## Task instructions
Return the records below exactly as they are written.

## Record excerpts
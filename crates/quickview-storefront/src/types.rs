//! Storefront GraphQL API response types.
//!
//! ## Observed shape of Storefront API responses
//!
//! ### Envelope
//! Every response is `{ "data": ..., "errors": [...] }`. A query that fails
//! validation returns HTTP 200 with `errors` set and `data` absent or `null`.
//! Partial failures can carry both.
//!
//! ### Missing resources
//! `product(handle:)` and `collection(handle:)` resolve to `null` for unknown
//! handles; this is not an error.
//!
//! ### Connections
//! List fields (`images`, `variants`, `products`, `collections`) are
//! connections. Queries only select `nodes`, so we model them as
//! [`Connection`] and ignore `edges`/`pageInfo`.
//!
//! ### `compareAtPrice` / `compareAtPriceRange`
//! A variant's `compareAtPrice` is `null` when it is not on sale. The product
//! level `compareAtPriceRange` is always present and reports `"0.0"` amounts
//! when nothing is on sale.
//!
//! ### `vendor`
//! Always a string, often empty. Empty is treated as absent during
//! normalization.
//!
//! ### `quantityAvailable`
//! `null` unless the token has the `unauthenticated_read_product_inventory`
//! scope.

use quickview_core::{
    CollectionRef, Image, PriceRange, ProductOption, ProductVariant, ShopInfo,
};
use serde::Deserialize;

/// Top-level GraphQL response.
#[derive(Debug, Deserialize)]
pub struct GraphQlResponse<T> {
    pub data: Option<T>,
    #[serde(default)]
    pub errors: Vec<GraphQlError>,
}

#[derive(Debug, Deserialize)]
pub struct GraphQlError {
    pub message: String,
    #[serde(default)]
    pub path: Vec<serde_json::Value>,
}

#[derive(Debug, Deserialize)]
pub struct Connection<T> {
    pub nodes: Vec<T>,
}

impl<T> Default for Connection<T> {
    fn default() -> Self {
        Self { nodes: Vec::new() }
    }
}

/// `data` of `getProductByHandle`.
#[derive(Debug, Deserialize)]
pub struct ProductByHandleData {
    pub product: Option<StorefrontProduct>,
}

/// `data` of `getCollectionProducts`.
#[derive(Debug, Deserialize)]
pub struct CollectionProductsData {
    pub collection: Option<StorefrontCollection>,
}

/// `data` of `getCollections`.
#[derive(Debug, Deserialize)]
pub struct CollectionsData {
    pub collections: Connection<CollectionRef>,
}

/// `data` of `getShop`.
#[derive(Debug, Deserialize)]
pub struct ShopData {
    pub shop: ShopInfo,
}

/// A product as returned by `getProductByHandle`.
#[derive(Debug, Deserialize)]
#[serde(rename_all = "camelCase")]
pub struct StorefrontProduct {
    pub id: String,
    pub handle: String,
    pub title: String,
    #[serde(default)]
    pub description: String,
    #[serde(default)]
    pub description_html: String,
    #[serde(default)]
    pub vendor: Option<String>,
    #[serde(default)]
    pub tags: Vec<String>,
    #[serde(default)]
    pub featured_image: Option<Image>,
    #[serde(default)]
    pub images: Connection<Image>,
    #[serde(default)]
    pub options: Vec<ProductOption>,
    pub price_range: PriceRange,
    #[serde(default)]
    pub compare_at_price_range: Option<PriceRange>,
    #[serde(default)]
    pub variants: Connection<ProductVariant>,
}

#[derive(Debug, Deserialize)]
#[serde(rename_all = "camelCase")]
pub struct StorefrontCollection {
    pub id: String,
    pub title: String,
    #[serde(default)]
    pub description: String,
    pub products: Connection<StorefrontCollectionProduct>,
}

/// A product node inside `getCollectionProducts`; only the card fields.
#[derive(Debug, Deserialize)]
#[serde(rename_all = "camelCase")]
pub struct StorefrontCollectionProduct {
    pub id: String,
    pub handle: String,
    pub title: String,
    #[serde(default)]
    pub description: String,
    #[serde(default)]
    pub featured_image: Option<Image>,
    pub price_range: PriceRange,
    #[serde(default)]
    pub compare_at_price_range: Option<PriceRange>,
    #[serde(default)]
    pub options: Vec<ProductOption>,
    #[serde(default)]
    pub variants: Connection<VariantAvailability>,
}

#[derive(Debug, Deserialize)]
#[serde(rename_all = "camelCase")]
pub struct VariantAvailability {
    pub available_for_sale: bool,
}
use quickview_core::{ProductVariant, SelectedOptions};

/// Returns `true` if choosing `option_value` for `option_name` on top of
/// `current_selection` can still reach an in-stock variant.
///
/// The hypothetical selection is `current_selection` with `option_name`
/// overridden. A variant satisfies it when it is available for sale and each
/// of its option entries is either unset in the hypothetical selection or
/// equal to it. Options the shopper has not chosen yet impose no constraint.
#[must_use]
pub fn is_option_value_available(
    option_name: &str,
    option_value: &str,
    current_selection: &SelectedOptions,
    variants: &[ProductVariant],
) -> bool {
    variants.iter().any(|variant| {
        variant.available_for_sale
            && variant.selected_options.iter().all(|opt| {
                let chosen = if opt.name == option_name {
                    Some(option_value)
                } else {
                    current_selection.get(&opt.name).map(String::as_str)
                };
                chosen.is_none_or(|value| value == opt.value)
            })
    })
}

## Reply
filename crates/quickview-storefront/src/types.rs
//! Storefront GraphQL API response types.
//!
//! ## Observed shape of Storefront API responses
//!
//! ### Envelope
//! Every response is `{ "data": ..., "errors": [...] }`. A query that fails
//! validation returns HTTP 200 with `errors` set and `data` absent or `null`.
//! Partial failures can carry both.
//!
//! ### Missing resources
//! `product(handle:)` and `collection(handle:)` resolve to `null` for unknown
//! handles; this is not an error.
//!
//! ### Connections
//! List fields (`images`, `variants`, `products`, `collections`) are
//! connections. Queries only select `nodes`, so we model them as
//! [`Connection`] and ignore `edges`/`pageInfo`.
//!
//! ### `compareAtPrice` / `compareAtPriceRange`
//! A variant's `compareAtPrice` is `null` when it is not on sale. The product
//! level `compareAtPriceRange` is always present and reports `"0.0"` amounts
//! when nothing is on sale.
//!
//! ### `vendor`
//! Always a string, often empty. Empty is treated as absent during
//! normalization.
//!
//! ### `quantityAvailable`
//! `null` unless the token has the `unauthenticated_read_product_inventory`
//! scope.

use quickview_core::{
    CollectionRef, Image, PriceRange, ProductOption, ProductVariant, ShopInfo,
};
use serde::Deserialize;

/// Top-level GraphQL response.
#[derive(Debug, Deserialize)]
pub struct GraphQlResponse<T> {
    pub data: Option<T>,
    #[serde(default)]
    pub errors: Vec<GraphQlError>,
}

#[derive(Debug, Deserialize)]
pub struct GraphQlError {
    pub message: String,
    #[serde(default)]
    pub path: Vec<serde_json::Value>,
}

#[derive(Debug, Deserialize)]
pub struct Connection<T> {
    pub nodes: Vec<T>,
}

impl<T> Default for Connection<T> {
    fn default() -> Self {
        Self { nodes: Vec::new() }
    }
}

/// `data` of `getProductByHandle`.
#[derive(Debug, Deserialize)]
pub struct ProductByHandleData {
    pub product: Option<StorefrontProduct>,
}

/// `data` of `getCollectionProducts`.
#[derive(Debug, Deserialize)]
pub struct CollectionProductsData {
    pub collection: Option<StorefrontCollection>,
}

/// `data` of `getCollections`.
#[derive(Debug, Deserialize)]
pub struct CollectionsData {
    pub collections: Connection<CollectionRef>,
}

/// `data` of `getShop`.
#[derive(Debug, Deserialize)]
pub struct ShopData {
    pub shop: ShopInfo,
}

/// A product as returned by `getProductByHandle`.
#[derive(Debug, Deserialize)]
#[serde(rename_all = "camelCase")]
pub struct StorefrontProduct {
    pub id: String,
    pub handle: String,
    pub title: String,
    #[serde(default)]
    pub description: String,
    #[serde(default)]
    pub description_html: String,
    #[serde(default)]
    pub vendor: Option<String>,
    #[serde(default)]
    pub tags: Vec<String>,
    #[serde(default)]
    pub featured_image: Option<Image>,
    #[serde(default)]
    pub images: Connection<Image>,
    #[serde(default)]
    pub options: Vec<ProductOption>,
    pub price_range: PriceRange,
    #[serde(default)]
    pub compare_at_price_range: Option<PriceRange>,
    #[serde(default)]
    pub variants: Connection<ProductVariant>,
}

#[derive(Debug, Deserialize)]
#[serde(rename_all = "camelCase")]
pub struct StorefrontCollection {
    pub id: String,
    pub title: String,
    #[serde(default)]
    pub description: String,
    pub products: Connection<StorefrontCollectionProduct>,
}

/// A product node inside `getCollectionProducts`; only the card fields.
#[derive(Debug, Deserialize)]
#[serde(rename_all = "camelCase")]
pub struct StorefrontCollectionProduct {
    pub id: String,
    pub handle: String,
    pub title: String,
    #[serde(default)]
    pub description: String,
    #[serde(default)]
    pub featured_image: Option<Image>,
    pub price_range: PriceRange,
    #[serde(default)]
    pub compare_at_price_range: Option<PriceRange>,
    #[serde(default)]
    pub options: Vec<ProductOption>,
    #[serde(default)]
    pub variants: Connection<VariantAvailability>,
}

#[derive(Debug, Deserialize)]
#[serde(rename_all = "camelCase")]
pub struct VariantAvailability {
    pub available_for_sale: bool,
}
use quickview_core::{ProductVariant, SelectedOptions};

/// Returns `true` if choosing `option_value` for `option_name` on top of
/// `current_selection` can still reach an in-stock variant.
///
/// The hypothetical selection is `current_selection` with `option_name`
/// overridden. A variant satisfies it when it is available for sale and each
/// of its option entries is either unset in the hypothetical selection or
/// equal to it. Options the shopper has not chosen yet impose no constraint.
#[must_use]
pub fn is_option_value_available(
    option_name: &str,
    option_value: &str,
    current_selection: &SelectedOptions,
    variants: &[ProductVariant],
) -> bool {
    variants.iter().any(|variant| {
        variant.available_for_sale
            && variant.selected_options.iter().all(|opt| {
                let chosen = if opt.name == option_name {
                    Some(option_value)
                } else {
                    current_selection.get(&opt.name).map(String::as_str)
                };
                chosen.is_none_or(|value| value == opt.value)
            })
    })
}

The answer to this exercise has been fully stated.